Many an argument can and has been made that languages should be cut from the curriculum of those preparing for ministry. How is parsing Greek participle phrases going to help me balance the church budget? How are Hebrew paradigms going to help me fill the church on Sunday morning? How is muddling my way through these ancient languages going to help my congregation embody justice and peace in this world?

Those and many others like them are valid questions. What does a seemingly obscure scholastic endeavor have to do with the practicality of church?

To answer this quandary, I turn to Acts 6: 1-7. In this portion of the narrative, widows, a vulnerable people group, were being neglected. When the complaint is brought before the 12, the 12 gather the entire community and say, “It is not right that we should neglect the word of God in order to wait on tables. Therefore, friends, select from among yourselves seven men of good standing, full of the Spirit and of wisdom, whom we may appoint to this task, while we, for our part, will devote ourselves to prayer and to serving the word.”[1]

Now this can be seen as the 12 shirking hard labor, refusing to roll up their sleeves and get to the real nitty gritty. However, that is not the case. What the 12 saw as the cause for the brokenness in their community was the lack of the gospel. This is the same dilemma the Church faces today.

And how can we fully understand the gospel without being able to hold hands with the language in which the gospel was first understood? As reformer and theologian Martin Luther puts it,

“…we will not long preserve the gospel without the languages. The languages are the sheath in which this sword of the Spirit is contained….If through our neglect we let the languages go (which God forbid!), we shall not only lose the gospel, but the time will come when we shall be unable either to speak or write a correct Latin or German.”[2]

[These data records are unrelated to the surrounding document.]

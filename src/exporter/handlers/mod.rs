mod cardinality;
mod health;
mod metrics;
mod webhook;

pub use cardinality::cardinality;
pub use health::{HealthState, health};
pub use metrics::metrics;
pub use webhook::{WebhookState, webhook};
use crate::metrics::MetricStore;
use axum::{
    extract::Extension,
    http::{HeaderMap, HeaderValue, StatusCode},
    response::IntoResponse,
};
use std::sync::Arc;
use tracing::{debug, error};

/// Serve whatever is currently in the metric store.
///
/// Collection happens in the background tiers; a scrape never triggers a
/// fetch and never fails because the most recent pass did. Staleness shows up
/// in the last-success metrics, not as a failed scrape.
pub async fn metrics(Extension(store): Extension<Arc<MetricStore>>) -> impl IntoResponse {
    let mut headers = HeaderMap::new();
    headers.insert(
        "content-type",
        HeaderValue::from_static("text/plain; charset=utf-8"),
    );

    match store.encode() {
        Ok(body) => {
            debug!(bytes = body.len(), "encoded metrics");
            (StatusCode::OK, headers, body)
        }
        Err(e) => {
            error!("Failed to encode metrics: {}", e);
            (
                StatusCode::INTERNAL_SERVER_ERROR,
                headers,
                format!("Error encoding metrics: {e}"),
            )
        }
    }
}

The theological significance then of learning biblical languages is nestled in deep partnership with the mission and ministry of the Church – sharing the good news of great joy to all.

[1] Acts 6: 2-4, NRSV.

[2] Martin Luther, “The Importance of Biblical Languages”, To the Councilmen of All Cities in Germany That They Establish and Maintain Christian Schools, (1524). http://faculty.tfc.edu/juncker/GRK453LutherOnLanguages.pdf

Rebecca Dix is a senior MDiv student at Pittsburgh Theological Seminary. After graduating this summer, she plans to return to PTS for her master of theology degree and feels called to pastoral ministry and the arts.